ABSTRACT

The idea of disarmament was seriously put forward after the First World War, and was embodied in the Peace Treaty and in the Covenant of the League of Nations. Germany was disarmed by the terms of the treaty and other powers undertook to negotiate among themselves to reduce armaments eventually to the same level. The only semblance of progress towards this goal was made by the Washington Naval Treaty of 1922 by which the United States, Britain, Japan, France and Italy agreed to a fixed ratio in capital ships.

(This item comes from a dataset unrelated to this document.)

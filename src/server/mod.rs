//! Process-level plumbing for the backend daemon.

pub mod signals;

Of this Treaty, Professor Frederick Schuman says 'Success was due to the fact that none of the participants at the time had any political purpose to serve by establishing its naval superiority over any of the others, and that all of them had both a political and a financial interest in stabilizing armaments at existing levels.'2 Nevertheless, subsequent efforts to extend the agreement to smaller ships collapsed and the effects of the treaty on naval disarmament were neither significant nor long-lived. In compliance with provisions of the Peace Treaty a Disarmaments Commission was set up under League auspices in 1925 and continual conferences sat in ensuing years, but nothing was achieved and the World Disarmament Conference, which had convened in 1932, finally adjourned in 1934 having been torpedoed by the advent of Hitler and the clear decision of Britain and France to re-arm.